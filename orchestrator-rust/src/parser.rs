//! Label-based extraction of slide fields from free-form model output.
use crate::{ParseError, ParsedDeckSlide, ParsedSlide, SlideType};
use regex::Regex;
use std::sync::LazyLock;

/// Labels that end a `Content:` section.
const SECTION_LABELS: [&str; 21] = [
    "Speaker Notes",
    "Notes",
    "Impact",
    "Benefits",
    "Growth",
    "Key Points",
    "Key Metrics",
    "Metrics",
    "Features",
    "Revenue",
    "Pricing",
    "Strategy",
    "Timeline",
    "Milestones",
    "Competitors",
    "Advantages",
    "Team Members",
    "Funding",
    "Use of Funds",
    "Market Size",
    "Target Market",
];

const DECK_SLIDE_DELIMITER: &str = "---";

/// A field label at the start of a line, optionally qualified by one word
/// (`Slide Title:`), wrapped in markdown emphasis or preceded by a heading
/// marker: `Title:`, `**Title:**`, `## Title:`.
fn field_label_regex(alternatives: &str) -> Regex {
    Regex::new(&format!(
        r"(?im)^[ \t]*[#>*_]*[ \t]*(?:[\w-]+[ \t]+)?(?:{alternatives})[ \t]*[*_]*[ \t]*:[*_]*[ \t]*"
    ))
    .expect("label regex is valid")
}

static TITLE_LABEL: LazyLock<Regex> = LazyLock::new(|| field_label_regex("title"));
static CONTENT_LABEL: LazyLock<Regex> = LazyLock::new(|| field_label_regex("content"));
static SPEAKER_NOTES_LABEL: LazyLock<Regex> =
    LazyLock::new(|| field_label_regex("speaker notes"));

/// A section label that ends a block, either at the start of a line or
/// inline after sentence punctuation (`TAM is $10B. Growth: 20%`). The
/// `label` group starts where the preceding block ends. Bullet items such
/// as `- Growth:` are not labels.
static SECTION_LABEL: LazyLock<Regex> = LazyLock::new(|| {
    let alternatives = SECTION_LABELS
        .iter()
        .map(|label| regex::escape(label))
        .collect::<Vec<_>>()
        .join("|");
    Regex::new(&format!(
        r"(?im)(?:^|[.!?;][ \t]+)(?P<label>[ \t]*[#>*_]*[ \t]*(?:{alternatives})[ \t]*[*_]*[ \t]*:)"
    ))
    .expect("section label regex is valid")
});
static SLIDE_MARKER: LazyLock<Regex> = LazyLock::new(|| {
    Regex::new(r"(?i)\bSLIDE[ \t]+\d+[ \t]*:[*_]*").expect("slide marker regex is valid")
});

fn clean_inline(value: &str) -> String {
    value
        .trim()
        .trim_matches(|c: char| matches!(c, '*' | '_' | '"' | '#' | '[' | ']'))
        .trim()
        .to_string()
}

/// Value of a one-line label such as `Title:`.
fn extract_line(text: &str, label: &Regex) -> Option<String> {
    let found = label.find(text)?;
    let rest = &text[found.end()..];
    let line = rest.lines().next().unwrap_or_default();
    Some(clean_inline(line))
}

/// Value of a block label, stopping at the next known section label.
fn extract_section(text: &str, label: &Regex) -> Option<String> {
    let found = label.find(text)?;
    let rest = &text[found.end()..];
    let end = SECTION_LABEL
        .captures(rest)
        .and_then(|next| next.name("label"))
        .map_or(rest.len(), |next| next.start());
    Some(rest[..end].trim().to_string())
}

fn non_empty(value: Option<String>) -> Option<String> {
    value.filter(|value| !value.is_empty())
}

/// Extract a single slide from model output.
///
/// A missing `Title:` falls back to the slide type's default title and a
/// missing `Content:` falls back to the whole text. Empty extractions are
/// rejected.
pub fn parse_single(text: &str, slide_type: SlideType) -> Result<ParsedSlide, ParseError> {
    let title = extract_line(text, &TITLE_LABEL)
        .unwrap_or_else(|| slide_type.default_title().to_string());
    let content =
        extract_section(text, &CONTENT_LABEL).unwrap_or_else(|| text.trim().to_string());
    let speaker_notes = non_empty(extract_section(text, &SPEAKER_NOTES_LABEL));

    if title.is_empty() {
        return Err(ParseError::EmptyTitle);
    }
    if content.is_empty() {
        return Err(ParseError::EmptyContent);
    }

    Ok(ParsedSlide {
        title,
        content,
        speaker_notes,
    })
}

/// Split multi-slide output on `SLIDE <n>:` markers.
///
/// Segments missing a title or content are skipped; `slide_order` follows
/// emission order.
#[must_use]
pub fn parse_deck(text: &str) -> Vec<ParsedDeckSlide> {
    let markers: Vec<_> = SLIDE_MARKER.find_iter(text).collect();

    markers
        .iter()
        .enumerate()
        .filter_map(|(index, marker)| {
            let end = markers
                .get(index + 1)
                .map_or(text.len(), |next| next.start());
            parse_deck_segment(&text[marker.end()..end])
        })
        .enumerate()
        .map(|(slide_order, segment)| ParsedDeckSlide {
            title: segment.title,
            content: segment.content,
            speaker_notes: segment.speaker_notes,
            slide_order,
            slide_type: segment.slide_type,
        })
        .collect()
}

struct DeckSegment {
    title: String,
    content: String,
    speaker_notes: Option<String>,
    slide_type: SlideType,
}

fn parse_deck_segment(segment: &str) -> Option<DeckSegment> {
    let type_label = segment.lines().next().unwrap_or_default();
    let title = non_empty(extract_line(segment, &TITLE_LABEL))?;

    let found = CONTENT_LABEL.find(segment)?;
    let body = &segment[found.end()..];
    let body = body
        .find(DECK_SLIDE_DELIMITER)
        .map_or(body, |delimiter| &body[..delimiter]);

    let (content, speaker_notes) = match SPEAKER_NOTES_LABEL.find(body) {
        Some(notes) => (
            body[..notes.start()].trim().to_string(),
            non_empty(Some(body[notes.end()..].trim().to_string())),
        ),
        None => (body.trim().to_string(), None),
    };
    if content.is_empty() {
        return None;
    }

    Some(DeckSegment {
        title,
        content,
        speaker_notes,
        slide_type: normalize_slide_type(type_label),
    })
}

/// Map a free-text slide label onto [`SlideType`]. Unknown labels map to
/// [`SlideType::Cover`].
#[must_use]
pub fn normalize_slide_type(label: &str) -> SlideType {
    let normalized = clean_inline(label).to_lowercase().replace('_', " ");
    let normalized = normalized.trim_end_matches(" slide").trim();

    match normalized {
        "problem" | "the problem" | "pain point" | "pain points" | "challenge" => {
            SlideType::Problem
        }
        "solution" | "the solution" | "our solution" => SlideType::Solution,
        "market" | "market opportunity" | "market size" | "opportunity" => SlideType::Market,
        "product" | "product demo" | "demo" | "product overview" => SlideType::Product,
        "business model" | "revenue model" | "monetization" => SlideType::BusinessModel,
        "traction" | "milestones" | "metrics" | "traction & milestones" => SlideType::Traction,
        "competition" | "competitive landscape" | "competitors" | "competitive advantage" => {
            SlideType::Competition
        }
        "go-to-market" | "go to market" | "gtm" | "go-to-market strategy" | "marketing" => {
            SlideType::GoToMarket
        }
        "team" | "the team" | "our team" | "management" => SlideType::Team,
        "financials" | "financial" | "financial projections" | "projections" | "finances" => {
            SlideType::Financials
        }
        "ask" | "the ask" | "investment" | "investment ask" | "funding" | "use of funds" => {
            SlideType::Ask
        }
        _ => SlideType::Cover,
    }
}
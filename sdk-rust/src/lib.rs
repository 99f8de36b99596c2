mod client_utils;
mod errors;
pub mod groq;
mod language_model;
pub mod ollama;
pub mod openai;
mod opentelemetry;
pub mod sdk_test;
mod types;

pub use errors::*;
pub use language_model::LanguageModel;
pub use types::*;
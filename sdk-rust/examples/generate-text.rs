use dotenvy::dotenv;
use slidegen_sdk::{
    groq::{GroqModel, GroqModelOptions},
    ollama::{OllamaModel, OllamaModelOptions},
    LanguageModel, LanguageModelInput,
};
use std::{env, time::Duration};

#[tokio::main]
async fn main() {
    dotenv().ok();

    let model: Box<dyn LanguageModel> = match env::var("GROQ_API_KEY") {
        Ok(api_key) => Box::new(GroqModel::new(GroqModelOptions {
            api_key,
            ..Default::default()
        })),
        Err(_) => Box::new(OllamaModel::new(OllamaModelOptions::default())),
    };
    let model_id = if model.provider() == "groq" {
        "llama-3.1-8b-instant"
    } else {
        "llama3.1:8b"
    };

    let response = model
        .generate(LanguageModelInput {
            system_prompt: Some("You write one-line taglines for startups.".to_string()),
            max_tokens: Some(60),
            timeout: Some(Duration::from_secs(30)),
            ..LanguageModelInput::new(model_id, "A company that delivers fresh tea leaves.")
        })
        .await
        .unwrap();

    println!("{response:#?}");
}
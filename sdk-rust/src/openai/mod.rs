mod api;
mod chat_model;

pub use chat_model::{OpenAIChatModel, OpenAIChatModelOptions};
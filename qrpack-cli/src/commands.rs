// ABOUTME: Implementations of the encode, qr, and decode subcommands
// ABOUTME: Resolves flags against config, drives the SDK pipeline, and prints results

use anyhow::{bail, Context, Result};
use indicatif::{ProgressBar, ProgressStyle};
use qrpack_sdk::{files, pipeline, QrClient, QrPublisher};
use std::io::{self, IsTerminal, Read};
use std::path::{Path, PathBuf};
use std::time::Duration;

use crate::cli_output::CliOutput;
use crate::config::Config;
use crate::constants::{env, timeouts};

pub struct EncodeArgs {
    pub text: Option<String>,
    pub images: Vec<PathBuf>,
    pub output_dir: Option<PathBuf>,
    pub qr: bool,
    pub qr_output: Option<PathBuf>,
    pub quiet: bool,
}

pub struct QrArgs {
    pub payload: Option<String>,
    pub input: Option<PathBuf>,
    pub output: Option<PathBuf>,
    pub size: Option<u32>,
    pub margin: Option<u32>,
    pub format: Option<String>,
}

pub struct DecodeArgs {
    pub payload: Option<String>,
    pub input: Option<PathBuf>,
    pub output_dir: Option<PathBuf>,
    pub json: bool,
}

pub struct CommandRunner {
    config: Config,
    output: CliOutput,
    show_progress: bool,
}

impl CommandRunner {
    pub fn new(config: Config, output: CliOutput) -> Self {
        let show_progress =
            std::io::stderr().is_terminal() && std::env::var_os(env::QUIET).is_none();
        Self {
            config,
            output,
            show_progress,
        }
    }

    pub fn with_progress(mut self, show_progress: bool) -> Self {
        self.show_progress = show_progress;
        self
    }

    pub async fn encode(&self, args: EncodeArgs) -> Result<()> {
        let pipeline_config = self
            .config
            .pipeline_config(args.text, args.images, args.output_dir);

        if pipeline_config.text.is_empty() && pipeline_config.image_paths.is_empty() {
            self.output
                .warning("Nothing to encode: no text or images given; writing an empty payload");
        }

        let encoded = pipeline::encode(&pipeline_config).context("Failed to encode payload")?;
        self.output
            .success(&format!("Saved payload: {}", encoded.path.display()));

        if !args.quiet {
            println!("{}", encoded.encoded);
        }

        if args.qr {
            let settings = self.config.qr_settings();
            let options = settings.options(None, None, None)?;
            let target =
                settings.output_path(args.qr_output, &pipeline_config.output_dir, options.format);
            let client = QrClient::from_config(settings.client_config())?;
            self.render(&client, &encoded.encoded, &options, &target)
                .await?;
        }

        Ok(())
    }

    pub async fn qr(&self, args: QrArgs) -> Result<()> {
        let payload = read_payload(args.payload, args.input.as_deref())?;

        let settings = self.config.qr_settings();
        let options = settings.options(args.size, args.margin, args.format.as_deref())?;
        let output_dir = self
            .config
            .output_dir
            .clone()
            .unwrap_or_else(|| PathBuf::from("."));
        let target = settings.output_path(args.output, &output_dir, options.format);

        let client = QrClient::from_config(settings.client_config())?;
        self.render(&client, &payload, &options, &target).await
    }

    /// Render through `publisher` and write the image; separate from the
    /// client construction so tests can substitute a publisher.
    pub async fn render<P: QrPublisher + ?Sized>(
        &self,
        publisher: &P,
        payload: &str,
        options: &qrpack_sdk::QrOptions,
        target: &Path,
    ) -> Result<()> {
        let spinner = self.spinner("Rendering QR code…");
        let result = pipeline::publish_qr(publisher, payload, options, target).await;
        if let Some(pb) = spinner {
            pb.finish_and_clear();
        }

        let path = result.context("Failed to render QR code")?;
        self.output
            .success(&format!("Saved QR code: {}", path.display()));
        Ok(())
    }

    pub fn decode(&self, args: DecodeArgs) -> Result<()> {
        let payload = read_payload(args.payload, args.input.as_deref())?;
        let output_dir = args
            .output_dir
            .or_else(|| self.config.output_dir.clone())
            .unwrap_or_else(|| PathBuf::from("."));

        let decoded =
            pipeline::decode(&payload, &output_dir).context("Failed to decode payload")?;

        if args.json {
            println!("{}", serde_json::to_string_pretty(&decoded)?);
        } else {
            println!("Text content: {}", decoded.text);
            for path in &decoded.files {
                self.output
                    .success(&format!("Saved image: {}", path.display()));
            }
            self.output.success("Decoding complete");
        }

        Ok(())
    }

    fn spinner(&self, message: &str) -> Option<ProgressBar> {
        if !self.show_progress {
            return None;
        }

        let pb = ProgressBar::new_spinner();
        if let Ok(style) = ProgressStyle::with_template("{spinner:.green} {msg}") {
            pb.set_style(style);
        }
        pb.set_message(message.to_string());
        pb.enable_steady_tick(Duration::from_millis(timeouts::PROGRESS_BAR_TICK_MS));
        Some(pb)
    }
}

/// The payload from the argument, from `input`, or from stdin, with
/// surrounding whitespace removed.
pub fn read_payload(payload: Option<String>, input: Option<&Path>) -> Result<String> {
    let raw = match (payload, input) {
        (Some(p), _) => p,
        (None, Some(path)) => files::read_to_string(path)
            .with_context(|| format!("Failed to read payload from {}", path.display()))?,
        (None, None) => {
            if io::stdin().is_terminal() {
                eprintln!("Paste the scanned payload, then press Ctrl+D:");
            }
            let mut buffer = String::new();
            io::stdin()
                .read_to_string(&mut buffer)
                .context("Failed to read payload from stdin")?;
            buffer
        }
    };

    let trimmed = raw.trim();
    if trimmed.is_empty() {
        bail!("Payload cannot be empty");
    }
    Ok(trimmed.to_string())
}

#[cfg(test)]
mod tests {
    use super::*;
    use tempfile::TempDir;

    #[test]
    fn test_read_payload_prefers_argument() {
        let payload = read_payload(Some("  aGk=\n".to_string()), None).unwrap();
        assert_eq!(payload, "aGk=");
    }

    #[test]
    fn test_read_payload_from_file() {
        let dir = TempDir::new().unwrap();
        let path = dir.path().join("output_base64.txt");
        std::fs::write(&path, "eyJ0ZXh0IjoiaGkiLCJpbWFnZXMiOltdfQ==\n").unwrap();

        let payload = read_payload(None, Some(&path)).unwrap();
        assert_eq!(payload, "eyJ0ZXh0IjoiaGkiLCJpbWFnZXMiOltdfQ==");
    }

    #[test]
    fn test_read_payload_missing_file() {
        let dir = TempDir::new().unwrap();
        let err = read_payload(None, Some(&dir.path().join("nope.txt"))).unwrap_err();
        assert_eq!(crate::cli_output::exit_code_for(&err), 3);
    }

    #[test]
    fn test_read_payload_rejects_blank() {
        assert!(read_payload(Some("   \n".to_string()), None).is_err());
    }
}
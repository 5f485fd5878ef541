// ABOUTME: Builder pattern implementation for QrClient configuration
// ABOUTME: Endpoint, timeout, user agent, and proxy with sensible defaults

use crate::constants::{qr, timeouts};
use crate::error::PackError;
use crate::QrClient;
use std::time::Duration;
use typed_builder::TypedBuilder;
use url::Url;

#[derive(Debug, TypedBuilder)]
#[builder(build_method(into = Result<QrClient, PackError>))]
pub struct QrClientConfig {
    #[builder(default = qr::DEFAULT_ENDPOINT.to_string(), setter(into))]
    pub endpoint: String,

    #[builder(default = timeouts::HTTP_REQUEST_TIMEOUT)]
    pub timeout: Duration,

    #[builder(default = qr::USER_AGENT.to_string(), setter(into))]
    pub user_agent: String,

    #[builder(default = None)]
    pub proxy: Option<reqwest::Proxy>,
}

impl Default for QrClientConfig {
    fn default() -> Self {
        Self {
            endpoint: qr::DEFAULT_ENDPOINT.to_string(),
            timeout: timeouts::HTTP_REQUEST_TIMEOUT,
            user_agent: qr::USER_AGENT.to_string(),
            proxy: None,
        }
    }
}

impl From<QrClientConfig> for Result<QrClient, PackError> {
    fn from(config: QrClientConfig) -> Self {
        QrClient::from_config(config)
    }
}

impl QrClient {
    pub fn builder() -> QrClientConfigBuilder<((), (), (), ())> {
        QrClientConfig::builder()
    }

    pub fn create_proxy(url: &str) -> Result<reqwest::Proxy, PackError> {
        let parsed_url = Url::parse(url)
            .map_err(|e| PackError::Configuration(format!("Invalid proxy URL: {}", e)))?;

        reqwest::Proxy::all(parsed_url.as_str())
            .map_err(|e| PackError::Configuration(format!("Invalid proxy configuration: {}", e)))
    }
}

/// Parse and check a QR service endpoint. Only http and https are accepted.
pub fn validate_endpoint(endpoint: &str) -> Result<Url, PackError> {
    let url = Url::parse(endpoint)
        .map_err(|e| PackError::Configuration(format!("Invalid QR endpoint '{}': {}", endpoint, e)))?;

    match url.scheme() {
        "http" | "https" => Ok(url),
        scheme => Err(PackError::Configuration(format!(
            "Unsupported QR endpoint scheme '{}'",
            scheme
        ))),
    }
}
━━━━━━━━━━
__WHAT YOU HAVE TO DO__: Looking at the records above, work out how many lines include the string "settings". Give the number and nothing else.

__EXERCISE RESPONSE__: 8